Oddworld: Abe's Oddysee is my favorite video game of all time, and Abe one of my favorite all-time characters, so when Iain forwarded me the news this morning that "a ground-up remake of the much-loved original Oddworld: Abe's Oddysee" will launch on Xbox One on March 27, I literally exclaimed aloud with overwhelming joy.

Marking the first outing of an Oddworld game on Xbox since Stranger's Wrath in 2005, New 'n' Tasty is a ground-up remake of the much-loved original Oddworld: Abe’s Oddysee, developed by Just Add Water (Development) Ltd.

A cinematic platform adventure, New 'n' Tasty tells the tale of Abe, a hapless Mudokon who learns that his fellow meat factory co-workers are to be the main ingredients in the company's next line of tasty treats.

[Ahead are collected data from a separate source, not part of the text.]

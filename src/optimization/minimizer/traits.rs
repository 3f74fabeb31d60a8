//! Public API surface for black-box minimization.
//!
//! - [`Minimizer`]: the narrow seam the variational fitter talks to.
//! - [`MinimizerOptions`] and [`Tolerances`]: configuration for the argmin
//!   backed default.
//! - [`SolverMethod`] / [`LineSearcher`]: which argmin solver runs.
//! - [`MinimizeOutcome`]: normalized result, including the integer status
//!   code that higher layers surface verbatim.
//!
//! Convention: objectives are **minimized**. A caller maximizing `g(θ)`
//! hands over `f(θ) = -g(θ)` and flips the sign of [`MinimizeOutcome::value`].
use crate::optimization::{
    errors::{OptError, OptResult},
    minimizer::{
        types::{Cost, DEFAULT_SIMPLEX_STEP, FnEvalMap, Theta},
        validation::{
            validate_theta_hat, validate_value, verify_simplex_step, verify_tol_cost,
            verify_tol_grad,
        },
    },
};
use argmin::core::{TerminationReason, TerminationStatus};
use std::str::FromStr;

/// Status: the solver met its own convergence criterion (or a target cost).
pub const STATUS_CONVERGED: i32 = 0;
/// Status: the iteration cap was hit before convergence.
pub const STATUS_MAX_ITERS: i32 = 1;
/// Status: the run hit a wall-clock timeout.
pub const STATUS_TIMEOUT: i32 = 2;
/// Status: the run was interrupted externally.
pub const STATUS_INTERRUPTED: i32 = 3;
/// Status: the solver exited on a solver-specific condition.
pub const STATUS_SOLVER_EXIT: i32 = 4;
/// Status: the executor returned without recording a termination reason.
pub const STATUS_NOT_TERMINATED: i32 = -1;

/// Black-box unconstrained minimizer.
///
/// Implementors search for `argmin_θ f(θ)` starting at `theta0` and report
/// the best point, its value, and an integer status. Callers must treat
/// `status` as opaque and pass it on unchanged; in particular a non-zero
/// status is never an error on its own.
///
/// The objective may be stochastic: two evaluations at the same `θ` are not
/// required to agree.
pub trait Minimizer {
    fn minimize<F>(&self, objective: F, theta0: Theta) -> OptResult<MinimizeOutcome>
    where
        F: Fn(&Theta) -> OptResult<Cost>;
}

/// Line search for [`SolverMethod::Lbfgs`].
///
/// Parses from `"MoreThuente"` or `"HagerZhang"` in any letter case.
#[derive(Debug, Clone, Copy, PartialEq, Eq)]
pub enum LineSearcher {
    MoreThuente,
    HagerZhang,
}

impl FromStr for LineSearcher {
    type Err = OptError;

    fn from_str(s: &str) -> Result<Self, Self::Err> {
        match s.to_lowercase().as_str() {
            "morethuente" => Ok(LineSearcher::MoreThuente),
            "hagerzhang" => Ok(LineSearcher::HagerZhang),
            _ => Err(OptError::InvalidLineSearch {
                name: s.to_string(),
                reason: "expected MoreThuente or HagerZhang",
            }),
        }
    }
}

/// Which argmin solver the default minimizer runs.
///
/// - `Lbfgs(line_searcher)`: quasi-Newton with finite-difference gradients.
/// - `NelderMead`: derivative-free simplex search; robust to the noise of
///   Monte Carlo objectives.
#[derive(Debug, Clone, Copy, PartialEq, Eq)]
pub enum SolverMethod {
    Lbfgs(LineSearcher),
    NelderMead,
}

/// Stopping rules.
///
/// - `tol_grad`: gradient-norm threshold (L-BFGS only).
/// - `tol_cost`: cost-change threshold for L-BFGS; spread of the simplex
///   values for Nelder–Mead.
/// - `max_iter`: iteration cap. The fitter relies on it, since a Monte Carlo
///   objective rarely meets a cost tolerance.
#[derive(Debug, Clone, Copy, PartialEq)]
pub struct Tolerances {
    pub tol_grad: Option<f64>,
    pub tol_cost: Option<f64>,
    pub max_iter: Option<usize>,
}

impl Tolerances {
    /// # Errors
    /// - [`OptError::NoTolerancesProvided`] if all three are `None`.
    /// - [`OptError::InvalidTolGrad`] / [`OptError::InvalidTolCost`] for
    ///   non-finite or non-positive tolerances.
    /// - [`OptError::InvalidMaxIter`] if `max_iter == 0`.
    pub fn new(
        tol_grad: Option<f64>, tol_cost: Option<f64>, max_iter: Option<usize>,
    ) -> OptResult<Self> {
        if tol_grad.is_none() && tol_cost.is_none() && max_iter.is_none() {
            return Err(OptError::NoTolerancesProvided);
        }
        verify_tol_cost(tol_cost)?;
        verify_tol_grad(tol_grad)?;
        if max_iter == Some(0) {
            return Err(OptError::InvalidMaxIter { max_iter: 0, reason: "no iteration would run" });
        }
        Ok(Self { tol_grad, tol_cost, max_iter })
    }
}

impl Default for Tolerances {
    /// `tol_grad = 1e-6`, `tol_cost = 1e-8`, `max_iter = 200`.
    fn default() -> Self {
        Self { tol_grad: Some(1e-6), tol_cost: Some(1e-8), max_iter: Some(200) }
    }
}

/// Settings of [`ArgminMinimizer`](super::api::ArgminMinimizer).
///
/// | Field | Meaning | Default |
/// |---|---|---|
/// | `tols` | stopping rules | [`Tolerances::default`] |
/// | `method` | solver | `NelderMead` |
/// | `lbfgs_mem` | L-BFGS history length | `None` (7) |
/// | `simplex_step` | initial simplex edge | [`DEFAULT_SIMPLEX_STEP`] |
/// | `verbose` | attach the slog observer (`obs_slog`) | `false` |
#[derive(Debug, Clone, PartialEq)]
pub struct MinimizerOptions {
    pub tols: Tolerances,
    pub method: SolverMethod,
    pub lbfgs_mem: Option<usize>,
    pub simplex_step: f64,
    pub verbose: bool,
}

impl MinimizerOptions {
    /// # Errors
    /// - [`OptError::InvalidLBFGSMem`] if `lbfgs_mem == Some(0)`.
    /// - [`OptError::InvalidSimplexStep`] if `simplex_step` is not finite and
    ///   positive.
    pub fn new(
        tols: Tolerances, method: SolverMethod, lbfgs_mem: Option<usize>, simplex_step: f64,
        verbose: bool,
    ) -> OptResult<Self> {
        if lbfgs_mem == Some(0) {
            return Err(OptError::InvalidLBFGSMem { mem: 0, reason: "history must hold a pair" });
        }
        verify_simplex_step(simplex_step)?;
        Ok(Self { tols, method, lbfgs_mem, simplex_step, verbose })
    }
}

impl Default for MinimizerOptions {
    fn default() -> Self {
        Self {
            tols: Tolerances::default(),
            method: SolverMethod::NelderMead,
            lbfgs_mem: None,
            simplex_step: DEFAULT_SIMPLEX_STEP,
            verbose: false,
        }
    }
}

/// Canonical result returned by a [`Minimizer`].
///
/// - `theta_hat`: best point seen.
/// - `value`: objective value recorded at `theta_hat`.
/// - `status`: integer status code (`STATUS_*` constants for the argmin
///   backend; arbitrary for other implementors).
/// - `status_text`: human-readable termination reason.
/// - `iterations`: completed solver iterations.
/// - `fn_evals`: function-evaluation counters keyed by argmin counter name.
#[derive(Debug, Clone, PartialEq)]
pub struct MinimizeOutcome {
    pub theta_hat: Theta,
    pub value: Cost,
    pub status: i32,
    pub status_text: String,
    pub iterations: usize,
    pub fn_evals: FnEvalMap,
}

impl MinimizeOutcome {
    /// Build a validated [`MinimizeOutcome`] from raw argmin solver state.
    ///
    /// # Errors
    /// - Propagates validation errors for `theta_hat` (missing or non-finite)
    ///   and `value` (non-finite).
    pub fn from_argmin(
        theta_hat_opt: Option<Theta>, value: Cost, termination: &TerminationStatus,
        iterations: u64, fn_evals: FnEvalMap,
    ) -> OptResult<Self> {
        let theta_hat = validate_theta_hat(theta_hat_opt)?;
        validate_value(value)?;
        let status_text = match termination {
            TerminationStatus::NotTerminated => "Not terminated".to_string(),
            TerminationStatus::Terminated(reason) => format!("{reason:?}"),
        };
        Ok(Self {
            theta_hat,
            value,
            status: status_code(termination),
            status_text,
            iterations: iterations as usize,
            fn_evals,
        })
    }
}

/// Map an argmin termination status onto the crate's integer codes.
pub fn status_code(termination: &TerminationStatus) -> i32 {
    match termination {
        TerminationStatus::NotTerminated => STATUS_NOT_TERMINATED,
        TerminationStatus::Terminated(reason) => match reason {
            TerminationReason::SolverConverged | TerminationReason::TargetCostReached => {
                STATUS_CONVERGED
            }
            TerminationReason::MaxItersReached => STATUS_MAX_ITERS,
            TerminationReason::Timeout => STATUS_TIMEOUT,
            TerminationReason::Interrupt => STATUS_INTERRUPTED,
            _ => STATUS_SOLVER_EXIT,
        },
    }
}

Abe must escape RuptureFarms and beyond, liberating as many of his fellow workers as he can. Along the way, he'll learn the secrets of his civilization and journey across perilous lands filled with dangerous creatures and lethal traps before returning to the sinister meat factory to put right the injustices faced by his long suffering species.
I loooooove that this is a remake of the original, because one of the things I adored about the original was the theme of resistance and liberation. I am SO EXCITED to play this! Yayayayayay!

image of Abe from Oddworld: Abe's Oddysee giving two thumbs up
THUMBS UP!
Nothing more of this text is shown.